The NYTimes online has an article this morning that talks about government plans to cut the level of funding for programs that provide technical training at the high school and community college level. The article begins with a sketch of a young man, Matthew Kelly, whose who performing poorly in traditional high school courses. When a guidance counselor suggested a new strategy: take technical training courses.

Then his guidance counselor suggested he take some courses at a nearby vocational academy for his junior year. For the first time, the sloe-eyed teenager excelled, earning A’s and B’s in subjects like auto repair, electronics and metals technology. “When it comes to practicality, I can do stuff really well,” said Mr. Kelly, now 19.

The structure of American higher education reflects its origin in the industrial age. Students are often regarded as widgets traveling down a conveyor, and teachers assemble the students into learned citizen through lectures and exams. But our deeply held expectations that there’s a uniformity in student ability and interests creates problems when we encounter students who do not conform. Instead of adaptING learning experiences to OUR students, we put them in weed-out courses. Weeding our Epicurean garden lets us focus on the SURVIVING students.

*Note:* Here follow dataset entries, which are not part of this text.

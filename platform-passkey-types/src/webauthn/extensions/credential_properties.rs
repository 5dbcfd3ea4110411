use serde::{Deserialize, Serialize};
use typeshare::typeshare;

/// Properties of a credential known to the client once a registration ceremony completes.
///
/// <https://w3c.github.io/webauthn/#sctn-authenticator-credential-properties-extension>
#[derive(Debug, Clone, PartialEq, Eq, Deserialize, Serialize)]
#[serde(rename_all = "camelCase")]
#[typeshare]
pub struct CredentialPropertiesOutput {
    /// The resident key credential property.
    /// * If `rk` is true, the credential is a discoverable credential.
    /// * If `rk` is false, the credential is a server-side credential.
    /// * If `rk` is not present, the client does not know.
    #[serde(rename = "rk", default, skip_serializing_if = "Option::is_none")]
    pub discoverable: Option<bool>,
}
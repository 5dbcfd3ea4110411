use platform_passkey_native::{CeremonyKind, NativeLargeBlobInput};
use platform_passkey_types::webauthn::AuthenticationExtensionsLargeBlobInputs;

use super::ExtensionWarning;

pub(super) fn negotiate(
    kind: CeremonyKind,
    large_blob: &AuthenticationExtensionsLargeBlobInputs,
    warnings: &mut Vec<ExtensionWarning>,
) -> Option<NativeLargeBlobInput> {
    let read = large_blob.read == Some(true);
    let write = large_blob.write.as_ref();

    let (input, warning) = match kind {
        CeremonyKind::Create if read || write.is_some() => {
            (None, Some(ExtensionWarning::LargeBlobOperationOnCreate))
        }
        CeremonyKind::Create => (
            Some(NativeLargeBlobInput::Support(
                large_blob.support.unwrap_or_default(),
            )),
            None,
        ),
        CeremonyKind::Get => match (read, write) {
            (true, Some(_)) => (None, Some(ExtensionWarning::LargeBlobReadAndWrite)),
            (false, Some(blob)) if blob.is_empty() => {
                (None, Some(ExtensionWarning::LargeBlobEmptyWrite))
            }
            (false, Some(blob)) => (Some(NativeLargeBlobInput::Write(blob.clone())), None),
            (true, None) => (Some(NativeLargeBlobInput::Read), None),
            (false, None) => (None, Some(ExtensionWarning::LargeBlobWithoutOperation)),
        },
    };

    warnings.extend(warning);
    input
}
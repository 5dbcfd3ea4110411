use platform_passkey_native::PrfSalts;
use platform_passkey_types::{
    webauthn::{ErrorKind, LargeBlobSupport},
    Bytes,
};

use super::*;

fn inputs(json: &str) -> AuthenticationExtensionsClientInputs {
    serde_json::from_str(json).expect("valid extension inputs")
}

#[test]
fn no_inputs_negotiate_nothing() {
    let negotiation = negotiate(CeremonyKind::Get, None).unwrap();
    assert_eq!(negotiation, Negotiation::default());
    assert!(negotiation.extensions.tags.is_empty());
}

#[test]
fn prf_eval_on_get() {
    let negotiation = negotiate(
        CeremonyKind::Get,
        Some(&inputs(r#"{"prf":{"eval":{"first":"AQID","second":"BAUG"}}}"#)),
    )
    .unwrap();

    assert_eq!(negotiation.extensions.tags, ExtensionTags::PRF);
    assert!(negotiation.warnings.is_empty());
    let prf = negotiation.extensions.prf.expect("prf input");
    assert_eq!(
        prf.eval,
        Some(PrfSalts {
            first: vec![1, 2, 3].into(),
            second: Some(vec![4, 5, 6].into()),
        })
    );
    assert!(prf.eval_by_credential.is_empty());
}

#[test]
fn prf_eval_by_credential_keys_are_decoded_and_ordered() {
    let negotiation = negotiate(
        CeremonyKind::Get,
        Some(&inputs(
            r#"{"prf":{"evalByCredential":{"BwgJ":{"first":"AQID"},"AAEC":{"first":"BAUG"}}}}"#,
        )),
    )
    .unwrap();

    let prf = negotiation.extensions.prf.expect("prf input");
    assert_eq!(prf.eval, None);
    let keys: Vec<&[u8]> = prf
        .eval_by_credential
        .keys()
        .map(|key| key.as_slice())
        .collect();
    assert_eq!(keys, vec![&[0u8, 1, 2][..], &[7u8, 8, 9][..]]);
    assert_eq!(
        prf.eval_by_credential[&Bytes::from(vec![7, 8, 9])].first.as_slice(),
        &[1, 2, 3]
    );
}

#[test]
fn bad_eval_by_credential_keys_are_type_errors() {
    for key in ["", "not base64!"] {
        let json = format!(r#"{{"prf":{{"evalByCredential":{{"{key}":{{"first":"AQID"}}}}}}}}"#);
        let err = negotiate(CeremonyKind::Get, Some(&inputs(&json))).unwrap_err();
        assert_eq!(err, WebauthnError::InvalidEvalByCredentialKey);
        assert_eq!(err.kind(), ErrorKind::TypeError);
    }
}

#[test]
fn prf_without_inputs_is_skipped_with_a_warning() {
    let negotiation = negotiate(CeremonyKind::Create, Some(&inputs(r#"{"prf":{}}"#))).unwrap();
    assert_eq!(negotiation.extensions.prf, None);
    assert!(negotiation.extensions.tags.is_empty());
    assert_eq!(negotiation.warnings, vec![ExtensionWarning::PrfWithoutInputs]);
}

#[test]
fn prf_eval_by_credential_is_dropped_on_create() {
    let negotiation = negotiate(
        CeremonyKind::Create,
        Some(&inputs(
            r#"{"prf":{"eval":{"first":"AQID"},"evalByCredential":{"AAEC":{"first":"BAUG"}}}}"#,
        )),
    )
    .unwrap();

    let prf = negotiation.extensions.prf.expect("prf input");
    assert!(prf.eval.is_some());
    assert!(prf.eval_by_credential.is_empty());
    assert_eq!(
        negotiation.warnings,
        vec![ExtensionWarning::PrfEvalByCredentialOnCreate]
    );
}

#[test]
fn large_blob_on_get() {
    let read = negotiate(
        CeremonyKind::Get,
        Some(&inputs(r#"{"largeBlob":{"read":true}}"#)),
    )
    .unwrap();
    assert_eq!(read.extensions.tags, ExtensionTags::LARGE_BLOB_READ);
    assert_eq!(
        read.extensions.large_blob,
        Some(NativeLargeBlobInput::Read)
    );

    let write = negotiate(
        CeremonyKind::Get,
        Some(&inputs(r#"{"largeBlob":{"write":"AQID"}}"#)),
    )
    .unwrap();
    assert_eq!(write.extensions.tags, ExtensionTags::LARGE_BLOB_WRITE);
    assert_eq!(
        write.extensions.large_blob,
        Some(NativeLargeBlobInput::Write(vec![1, 2, 3].into()))
    );
}

#[test]
fn unusable_large_blob_inputs_on_get_are_skipped() {
    for (json, warning) in [
        (r#"{"largeBlob":{}}"#, ExtensionWarning::LargeBlobWithoutOperation),
        (
            r#"{"largeBlob":{"read":false}}"#,
            ExtensionWarning::LargeBlobWithoutOperation,
        ),
        (
            r#"{"largeBlob":{"read":true,"write":"AQID"}}"#,
            ExtensionWarning::LargeBlobReadAndWrite,
        ),
        (
            r#"{"largeBlob":{"write":""}}"#,
            ExtensionWarning::LargeBlobEmptyWrite,
        ),
    ] {
        let negotiation = negotiate(CeremonyKind::Get, Some(&inputs(json))).unwrap();
        assert_eq!(negotiation.extensions.large_blob, None, "{json}");
        assert!(negotiation.extensions.tags.is_empty(), "{json}");
        assert_eq!(negotiation.warnings, vec![warning], "{json}");
    }
}

#[test]
fn large_blob_on_create() {
    let negotiation = negotiate(
        CeremonyKind::Create,
        Some(&inputs(r#"{"largeBlob":{"support":"required"}}"#)),
    )
    .unwrap();
    assert_eq!(negotiation.extensions.tags, ExtensionTags::LARGE_BLOB);
    assert_eq!(
        negotiation.extensions.large_blob,
        Some(NativeLargeBlobInput::Support(LargeBlobSupport::Required))
    );

    let negotiation =
        negotiate(CeremonyKind::Create, Some(&inputs(r#"{"largeBlob":{}}"#))).unwrap();
    assert_eq!(
        negotiation.extensions.large_blob,
        Some(NativeLargeBlobInput::Support(LargeBlobSupport::Preferred))
    );

    let negotiation = negotiate(
        CeremonyKind::Create,
        Some(&inputs(r#"{"largeBlob":{"support":"required","read":true}}"#)),
    )
    .unwrap();
    assert_eq!(negotiation.extensions.large_blob, None);
    assert_eq!(
        negotiation.warnings,
        vec![ExtensionWarning::LargeBlobOperationOnCreate]
    );
}

#[test]
fn cred_props_only_applies_to_create() {
    let json = r#"{"credProps":true}"#;
    let create = negotiate(CeremonyKind::Create, Some(&inputs(json))).unwrap();
    assert!(create.extensions.cred_props);
    assert_eq!(create.extensions.tags, ExtensionTags::CRED_PROPS);

    let get = negotiate(CeremonyKind::Get, Some(&inputs(json))).unwrap();
    assert!(!get.extensions.cred_props);
    assert!(get.extensions.tags.is_empty());
}

#[test]
fn security_keys_get_no_extension_inputs() {
    let negotiation = negotiate(
        CeremonyKind::Get,
        Some(&inputs(
            r#"{"prf":{"eval":{"first":"AQID"}},"largeBlob":{"read":true}}"#,
        )),
    )
    .unwrap();
    assert_eq!(
        negotiation.extensions.tags,
        ExtensionTags::PRF | ExtensionTags::LARGE_BLOB_READ
    );

    let platform = negotiation
        .extensions
        .for_class(AuthenticatorClass::Platform);
    assert!(platform.prf.is_some());
    assert_eq!(platform.large_blob, Some(NativeLargeBlobInput::Read));

    let security_key = negotiation
        .extensions
        .for_class(AuthenticatorClass::SecurityKey);
    assert!(security_key.is_empty());
}
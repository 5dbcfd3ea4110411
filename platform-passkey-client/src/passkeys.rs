//! Listing the passkeys the platform authenticator stores for a relying party.

use std::fmt;

use platform_passkey_native::{
    AuthorizationState, NativeError, PlatformCredentialStore, PlatformVersion, StoredCredential,
};
use platform_passkey_types::{encoding, Bytes};
use serde::Serialize;
use typeshare::typeshare;

/// The first platform version that lets applications enumerate passkeys.
pub const MINIMUM_PLATFORM_VERSION: PlatformVersion = PlatformVersion::new(13, 3, 0);

/// A stored passkey as returned to callers.
#[typeshare]
#[derive(Debug, Clone, PartialEq, Eq, Serialize)]
#[serde(rename_all = "camelCase")]
pub struct PasskeyInfo {
    /// The base64url encoded credential id.
    pub id: String,
    /// The relying party the passkey belongs to.
    pub rp_id: String,
    /// The account name saved with the passkey.
    pub user_name: String,
    /// The user handle chosen by the relying party.
    pub user_handle: Bytes,
}

impl From<StoredCredential> for PasskeyInfo {
    fn from(credential: StoredCredential) -> Self {
        Self {
            id: encoding::base64url(&credential.credential_id),
            rp_id: credential.rp_id,
            user_name: credential.user_name,
            user_handle: credential.user_handle,
        }
    }
}

/// Reasons passkeys could not be listed.
#[typeshare]
#[derive(Debug, Clone, PartialEq, Eq, Serialize)]
#[serde(tag = "type", content = "content")]
pub enum ListError {
    /// The platform is older than [`MINIMUM_PLATFORM_VERSION`].
    UnsupportedPlatform(String),
    /// The user refused access. It can only be granted again in the system settings.
    PermissionDenied,
    /// The user was asked for access and did not grant it.
    AuthorizationRequestFailed,
    /// The platform failed to return its passkeys.
    Store(String),
}

impl fmt::Display for ListError {
    fn fmt(&self, f: &mut fmt::Formatter<'_>) -> fmt::Result {
        match self {
            Self::UnsupportedPlatform(version) => write!(
                f,
                "Listing passkeys needs {MINIMUM_PLATFORM_VERSION} or later, found {version}"
            ),
            Self::PermissionDenied => f.write_str("Access to passkeys was denied"),
            Self::AuthorizationRequestFailed => f.write_str("Access to passkeys was not granted"),
            Self::Store(msg) => write!(f, "Could not read passkeys: {msg}"),
        }
    }
}

impl std::error::Error for ListError {}

impl From<NativeError> for ListError {
    fn from(error: NativeError) -> Self {
        Self::Store(error.to_string())
    }
}

/// Lists the passkeys of a [`PlatformCredentialStore`], asking for access when needed.
pub struct PasskeyLister<S> {
    store: S,
}

impl<S: PlatformCredentialStore> PasskeyLister<S> {
    /// Create a lister over `store`.
    pub fn new(store: S) -> Self {
        Self { store }
    }

    /// Read access to the underlying store.
    pub fn store(&self) -> &S {
        &self.store
    }

    /// All passkeys stored for `rp_id`.
    ///
    /// If the user has not been asked for access yet, they are asked once and listing only
    /// proceeds if they agree.
    pub async fn list(&self, rp_id: &str) -> Result<Vec<PasskeyInfo>, ListError> {
        let version = self.store.platform_version();
        if version < MINIMUM_PLATFORM_VERSION {
            return Err(ListError::UnsupportedPlatform(version.to_string()));
        }

        match self.store.authorization_state() {
            AuthorizationState::Authorized => {}
            AuthorizationState::Denied => return Err(ListError::PermissionDenied),
            AuthorizationState::NotDetermined => {
                let granted = self.store.request_authorization().await;
                log::debug!("Passkey access request finished: {granted}");
                if granted != AuthorizationState::Authorized {
                    return Err(ListError::AuthorizationRequestFailed);
                }
            }
        }

        let credentials = self.store.credentials(rp_id).await?;
        Ok(credentials.into_iter().map(PasskeyInfo::from).collect())
    }
}
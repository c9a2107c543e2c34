//! # Value Objects
//!
//! Immutable types with validation and domain semantics.
//!
//! ## Identity Types
//!
//! - [`QuoteId`], [`QuoteItemId`], [`QuoteNoteId`]: UUID-based identifiers
//! - [`CustomerId`], [`CompanyLocationId`], [`ProductId`], [`VariantId`]:
//!   platform global IDs
//!
//! ## Lifecycle
//!
//! - [`QuoteStatus`]: quote state machine
//! - [`NoteType`]: audit note kinds
//!
//! ## Money and Time
//!
//! - [`CurrencyCode`]: ISO 4217 code
//! - [`Timestamp`]: UTC timestamp

pub mod ids;
pub mod money;
pub mod note_type;
pub mod quote_status;
pub mod timestamp;

pub use ids::{
    CompanyLocationId, CustomerId, ProductId, QuoteId, QuoteItemId, QuoteNoteId, VariantId,
};
pub use money::{
    CurrencyCode, MONEY_SCALE, checked_line_total, checked_sum, ensure_money, max_money_amount,
    round_money,
};
pub use note_type::NoteType;
pub use quote_status::{ParseQuoteStatusError, QuoteStatus};
pub use timestamp::Timestamp;
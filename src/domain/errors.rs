//! # Domain Errors
//!
//! Business rule violations raised by entities and value objects.

use crate::domain::value_objects::QuoteStatus;
use thiserror::Error;

/// Error raised when a domain rule is violated.
#[derive(Debug, Clone, PartialEq, Eq, Error)]
pub enum DomainError {
    /// Requested status is not in the allow-list of the current status.
    #[error("invalid quote status transition from {from} to {to}")]
    InvalidStatusTransition {
        /// Current status.
        from: QuoteStatus,
        /// Requested status.
        to: QuoteStatus,
    },

    /// Only approved quotes convert into orders.
    #[error("quote must be Approved to convert into an order, current status is {0}")]
    QuoteNotApproved(QuoteStatus),

    /// The quote's items or terms can no longer change.
    #[error("quote in status {0} can no longer be edited")]
    QuoteNotEditable(QuoteStatus),

    /// Invalid quantity on a quote item.
    #[error("invalid quantity: {0}")]
    InvalidQuantity(String),

    /// Invalid price on a quote item.
    #[error("invalid price: {0}")]
    InvalidPrice(String),

    /// Any other field-level validation failure.
    #[error("validation failed: {0}")]
    Validation(String),
}

impl DomainError {
    /// Creates a validation error.
    #[must_use]
    pub fn validation(message: impl Into<String>) -> Self {
        Self::Validation(message.into())
    }
}

/// Result type for domain operations.
pub type DomainResult<T> = Result<T, DomainError>;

But the weeding paradigm is failing America. If we want to be economically competitive with the rest of the world, we need more college graduates. Weeding is not compatible with this goal because it sustains an elitist definition of what it means to be educated. We need a system that can adapt its delivery of learning to student ability and interest.

If you continue reading the NYTimes article, you’ll see that Mr. Kelly’s experience with technical courses may have accomplished something profound. By revealing to Mr.Kelly his passion for learning, and by building his confidence, it is putting him on course for a community college education or even a college degree in engineering. Talk about a transformation.

But such transformations are relatively common. I’ve seen in with my college students who struggle in courses that require ‘book smarts’ but excel in undergraduate research experiences what require them to be intellectually creative and exercise technical skills like building or synthesizing. Let’s stay open to these other ways of teaching and learning. Let’s shed out elitism about ‘academic’ education and embrace other routes to returning America to greatness.